Just because Warren Buffet wants billionaires to sign his giving pledge, doesn’t mean you have to. However, not everyone wants to leave everything to their kids.
There are many reasons why some parents simply don’t want to give all, or a large portion of their assets to their children. Type “A” personality parents who made every sacrifice to grow their wealth, may be disappointed with kids who aren’t at all motivated. A family may also be fragmented by politics, or disappointed in their children’s selection of partners.
America is about to see a massive transfer of wealth from baby boomers, who’ve stockpiled an estimated $30 trillion. The “Me Generation” will probably spend some of its fortune, but there’ll be a lot remaining to pass along to their heirs. Research shows that between 2031 and 2045, as much as 10% of U.S. wealth could change hands every five years.
Think Advisor’s recent article, “Who Leaves an Inheritance, Who Doesn't,” says that some people are more inclined to leave an inheritance than others. The reasons for doing so aren’t all intuitive.
In an effort to better understand what influences an individual’s intention to leave an inheritance, researchers at Kansas State University analyzed data from the 2016 Survey of Consumer Finances. The survey is given every three years by the Federal Reserve. It gathers data about U.S. household balance sheets, income, expenditures, key demographics and attitudes.
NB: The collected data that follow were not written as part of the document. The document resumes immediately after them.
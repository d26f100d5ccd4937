// Host-side tests for pure input functions.
// The main crate is wasm-only, so we include the pure-Rust modules directly.

#![allow(dead_code)]
mod constants {
    include!("../src/constants.rs");
}
mod input {
    include!("../src/input.rs");
}

use glam::Vec2;
use input::*;
use std::time::Duration;

#[test]
fn drag_reports_deltas_for_the_captured_pointer_only() {
    let mut drag = DragState::default();
    assert_eq!(drag.move_to(1, Vec2::new(10.0, 10.0)), None);

    drag.begin(7, Vec2::new(100.0, 50.0));
    assert_eq!(drag.move_to(7, Vec2::new(110.0, 45.0)), Some(Vec2::new(10.0, -5.0)));
    // a second finger does not steer the camera
    assert_eq!(drag.move_to(8, Vec2::new(300.0, 300.0)), None);
    assert_eq!(drag.move_to(7, Vec2::new(111.0, 45.0)), Some(Vec2::new(1.0, 0.0)));
    // no movement, no delta
    assert_eq!(drag.move_to(7, Vec2::new(111.0, 45.0)), None);

    assert!(!drag.end(8));
    assert!(drag.end(7));
    assert!(!drag.active);
    assert_eq!(drag.move_to(7, Vec2::new(200.0, 45.0)), None);
}

#[test]
fn wheel_notches_follow_delta_mode() {
    // pixel deltas from a mouse wheel
    assert_eq!(wheel_notches(100.0, 0), 1.0);
    assert_eq!(wheel_notches(-100.0, 0), -1.0);
    assert_eq!(wheel_notches(300.0, 0), 3.0);
    // line deltas (Firefox)
    assert_eq!(wheel_notches(-3.0, 1), -1.0);
    // page deltas clamp to the per-event maximum
    assert_eq!(wheel_notches(1.0, 2), 4.0);
    assert_eq!(wheel_notches(-1.0, 2), -4.0);
}

#[test]
fn tiny_trackpad_deltas_still_zoom() {
    assert_eq!(wheel_notches(2.0, 0), 1.0);
    assert_eq!(wheel_notches(-0.5, 0), -1.0);
}

#[test]
fn zero_or_garbage_wheel_deltas_are_ignored() {
    assert_eq!(wheel_notches(0.0, 0), 0.0);
    assert_eq!(wheel_notches(f64::NAN, 0), 0.0);
    assert_eq!(wheel_notches(f64::INFINITY, 1), 0.0);
}

#[test]
fn drag_viewport_height_never_collapses() {
    assert_eq!(drag_viewport_height(720.0), 720.0);
    assert_eq!(drag_viewport_height(0.0), 1.0);
    assert_eq!(drag_viewport_height(-5.0), 1.0);
}

#[test]
fn frame_dt_is_clamped_after_stalls() {
    let max = Duration::from_millis(100);
    assert_eq!(clamp_frame_dt(Duration::from_millis(16), max), Duration::from_millis(16));
    assert_eq!(clamp_frame_dt(Duration::from_secs(30), max), max);
}

#[test]
fn local_css_px_is_relative_to_element() {
    let p = local_css_px(250, 130, 200.0, 100.5);
    assert_eq!(p, Vec2::new(50.0, 29.5));
}
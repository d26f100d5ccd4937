use arch_core::mesh::MeshData;
use wgpu::util::DeviceExt;

pub const DEPTH_FORMAT: wgpu::TextureFormat = wgpu::TextureFormat::Depth32Float;

pub fn create_depth_texture(
    device: &wgpu::Device,
    label: &str,
    width: u32,
    height: u32,
) -> (wgpu::Texture, wgpu::TextureView) {
    let tex = device.create_texture(&wgpu::TextureDescriptor {
        label: Some(label),
        size: wgpu::Extent3d {
            width: width.max(1),
            height: height.max(1),
            depth_or_array_layers: 1,
        },
        mip_level_count: 1,
        sample_count: 1,
        dimension: wgpu::TextureDimension::D2,
        format: DEPTH_FORMAT,
        usage: wgpu::TextureUsages::RENDER_ATTACHMENT,
        view_formats: &[],
    });
    let view = tex.create_view(&wgpu::TextureViewDescriptor::default());
    (tex, view)
}

/// Static vertex/index buffers for one primitive mesh.
pub struct GpuMesh {
    pub vertex_buffer: wgpu::Buffer,
    pub index_buffer: wgpu::Buffer,
    pub index_count: u32,
}

pub fn upload_mesh(device: &wgpu::Device, label: &str, mesh: &MeshData) -> GpuMesh {
    let vertex_buffer = device.create_buffer_init(&wgpu::util::BufferInitDescriptor {
        label: Some(&format!("{label}_vertices")),
        contents: bytemuck::cast_slice(&mesh.vertices),
        usage: wgpu::BufferUsages::VERTEX,
    });
    let index_buffer = device.create_buffer_init(&wgpu::util::BufferInitDescriptor {
        label: Some(&format!("{label}_indices")),
        contents: bytemuck::cast_slice(&mesh.indices),
        usage: wgpu::BufferUsages::INDEX,
    });
    GpuMesh {
        vertex_buffer,
        index_buffer,
        index_count: mesh.indices.len() as u32,
    }
}

/// Per-instance buffer sized for a fixed number of instances.
pub fn create_instance_buffer(device: &wgpu::Device, label: &str, capacity: usize) -> wgpu::Buffer {
    device.create_buffer(&wgpu::BufferDescriptor {
        label: Some(label),
        size: (capacity.max(1) * std::mem::size_of::<arch_core::InstanceRaw>()) as u64,
        usage: wgpu::BufferUsages::VERTEX | wgpu::BufferUsages::COPY_DST,
        mapped_at_creation: false,
    })
}

/// sRGB color in [0, 1] to a linear clear color for an sRGB surface.
#[inline]
pub fn linear_clear_color(rgb: [f32; 3]) -> wgpu::Color {
    let lin = |c: f32| c.clamp(0.0, 1.0).powf(2.2) as f64;
    wgpu::Color {
        r: lin(rgb[0]),
        g: lin(rgb[1]),
        b: lin(rgb[2]),
        a: 1.0,
    }
}
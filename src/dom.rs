use crate::constants::{ATTR_ACTIVE_TOOTH, ATTR_SEED, ATTR_STATUS};
use arch_core::{ToothStatus, ViewerProps};
use wasm_bindgen::JsCast;
use web_sys as web;

#[inline]
pub fn html_element_by_id(document: &web::Document, id: &str) -> Option<web::HtmlElement> {
    document
        .get_element_by_id(id)
        .and_then(|el| el.dyn_into::<web::HtmlElement>().ok())
}

pub fn sync_canvas_backing_size(canvas: &web::HtmlCanvasElement) {
    if let Some(w) = web::window() {
        let dpr = w.device_pixel_ratio();
        let rect = canvas.get_bounding_client_rect();
        let w_px = (rect.width() * dpr) as u32;
        let h_px = (rect.height() * dpr) as u32;
        canvas.set_width(w_px.max(1));
        canvas.set_height(h_px.max(1));
    }
}

/// Make sure the canvas is never laid out shorter than the viewer's minimum height.
pub fn apply_min_height(canvas: &web::HtmlCanvasElement, min_height_px: u32) {
    _ = canvas
        .style()
        .set_property("min-height", &format!("{min_height_px}px"));
}

/// Read the inbound props from the canvas data attributes, falling back to defaults.
pub fn read_props(canvas: &web::HtmlCanvasElement) -> ViewerProps {
    let mut props = ViewerProps::default();
    if let Some(raw) = canvas.get_attribute(ATTR_ACTIVE_TOOTH) {
        match raw.trim().parse::<u32>() {
            Ok(id) => props.active_tooth_id = id,
            Err(_) => log::warn!("[dom] ignoring {ATTR_ACTIVE_TOOTH}='{raw}'"),
        }
    }
    if let Some(raw) = canvas.get_attribute(ATTR_STATUS) {
        match raw.parse::<ToothStatus>() {
            Ok(status) => props.status = status,
            Err(e) => log::warn!("[dom] {e}"),
        }
    }
    props
}

/// Optional fixed seed for reproducible scenes.
pub fn read_seed(canvas: &web::HtmlCanvasElement) -> Option<u64> {
    canvas
        .get_attribute(ATTR_SEED)
        .and_then(|raw| raw.trim().parse::<u64>().ok())
}
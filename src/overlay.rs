use crate::constants::*;
use crate::dom;
use arch_core::OverlayFrame;
use web_sys as web;

#[inline]
pub fn show(document: &web::Document, id: &str) {
    if let Some(el) = document.get_element_by_id(id) {
        let cl = el.class_list();
        _ = cl.remove_1("hidden");
        // fallback for environments without CSS class
        _ = el.set_attribute("style", "");
    }
}

#[inline]
pub fn hide(document: &web::Document, id: &str) {
    if let Some(el) = document.get_element_by_id(id) {
        let cl = el.class_list();
        _ = cl.add_1("hidden");
        // fallback
        _ = el.set_attribute("style", "display:none");
    }
}

/// Swap the canvas for the static placeholder and show why.
pub fn show_placeholder(document: &web::Document, canvas: &web::HtmlCanvasElement, reason: &str) {
    _ = canvas.style().set_property("display", "none");
    hide(document, SCAN_OVERLAY_ID);
    show(document, PLACEHOLDER_ID);
    if let Some(el) = document.get_element_by_id(PLACEHOLDER_REASON_ID) {
        el.set_text_content(Some(reason));
    }
}

fn set_style(document: &web::Document, id: &str, property: &str, value: &str) {
    if let Some(el) = dom::html_element_by_id(document, id) {
        _ = el.style().set_property(property, value);
    }
}

#[inline]
fn rotate(deg: f32) -> String {
    format!("rotate({deg:.2}deg)")
}

/// Push one frame of overlay animation values into the DOM.
pub fn apply(document: &web::Document, frame: &OverlayFrame) {
    let opacity = frame.scan_overlay_opacity.clamp(0.0, 1.0);
    if opacity > 0.0 {
        set_style(document, SCAN_OVERLAY_ID, "display", "");
        set_style(document, SCAN_OVERLAY_ID, "opacity", &format!("{opacity:.3}"));
        set_style(document, SCAN_RING_ID, "transform", &rotate(frame.scan_ring_deg));
        set_style(
            document,
            SCAN_RING_PULSE_ID,
            "opacity",
            &format!("{:.3}", frame.scan_ring_pulse_opacity),
        );
        set_style(
            document,
            REFRESH_SPINNER_ID,
            "transform",
            &rotate(frame.refresh_spinner_deg),
        );
    } else {
        set_style(document, SCAN_OVERLAY_ID, "display", "none");
    }

    set_style(
        document,
        PROGRESS_SWEEP_ID,
        "transform",
        &format!("translateX({:.1}px)", frame.progress_sweep_px),
    );
    set_style(
        document,
        STATUS_PULSE_ID,
        "opacity",
        &format!("{:.3}", frame.status_pulse_opacity),
    );
    set_style(
        document,
        BADGE_SPINNER_ID,
        "transform",
        &rotate(frame.badge_spinner_deg),
    );
}
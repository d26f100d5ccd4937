// Host-side tests for the web host constants.
// The main crate is wasm-only, so we include the pure-Rust modules directly.

#![allow(dead_code)]
mod constants {
    include!("../src/constants.rs");
}

use constants::*;

#[test]
fn dom_ids_are_unique_and_non_empty() {
    let ids = [
        CANVAS_ID,
        PLACEHOLDER_ID,
        PLACEHOLDER_REASON_ID,
        SCAN_OVERLAY_ID,
        SCAN_RING_ID,
        SCAN_RING_PULSE_ID,
        REFRESH_SPINNER_ID,
        PROGRESS_SWEEP_ID,
        STATUS_PULSE_ID,
        BADGE_SPINNER_ID,
    ];
    for (i, a) in ids.iter().enumerate() {
        assert!(!a.is_empty());
        assert!(!a.contains(' '), "id '{a}' must not contain spaces");
        for b in &ids[i + 1..] {
            assert_ne!(a, b);
        }
    }
}

#[test]
fn prop_attributes_are_data_attributes() {
    for attr in [ATTR_ACTIVE_TOOTH, ATTR_STATUS, ATTR_SEED] {
        assert!(attr.starts_with("data-"));
    }
}

#[test]
#[allow(clippy::assertions_on_constants)]
fn wheel_tuning_is_consistent() {
    assert!(WHEEL_NOTCH_PX > 0.0);
    assert!(WHEEL_LINE_PX > 0.0 && WHEEL_LINE_PX < WHEEL_PAGE_PX);
    assert!(WHEEL_MAX_NOTCHES_PER_EVENT >= 1.0);
    assert!(DRAG_MIN_VIEWPORT_PX > 0.0);
}

#[test]
#[allow(clippy::assertions_on_constants)]
fn frame_clamp_allows_normal_frames() {
    // a 30 Hz frame must pass through untouched
    assert!(MAX_FRAME_DT_MS > 34);
    // but a background-tab stall must not skip the whole scan delay in one step
    assert!(MAX_FRAME_DT_MS < 1500);
}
After controlling for net worth, household income and other demographic characteristics, KSU used a binary logistic regression model to parse out the variables associated with the expectation of leaving an inheritance.
The results revealed the traits that are closely linked to bequest intentions and those that aren’t. They found that children aren’t a significant predictor of whether a person is likely to leave an inheritance. Likewise, owning cash-value life insurance or being a habitual saver doesn’t seem to play a role in an individual’s bequest rationale.
The top predictor most associated with passing on wealth is an individual’s own expectation of receiving an inheritance. The survey found that people were nearly 16% more likely to leave money to their heirs. However, those who actually did receive an inheritance, were 7% more likely to want to do the same for their own family.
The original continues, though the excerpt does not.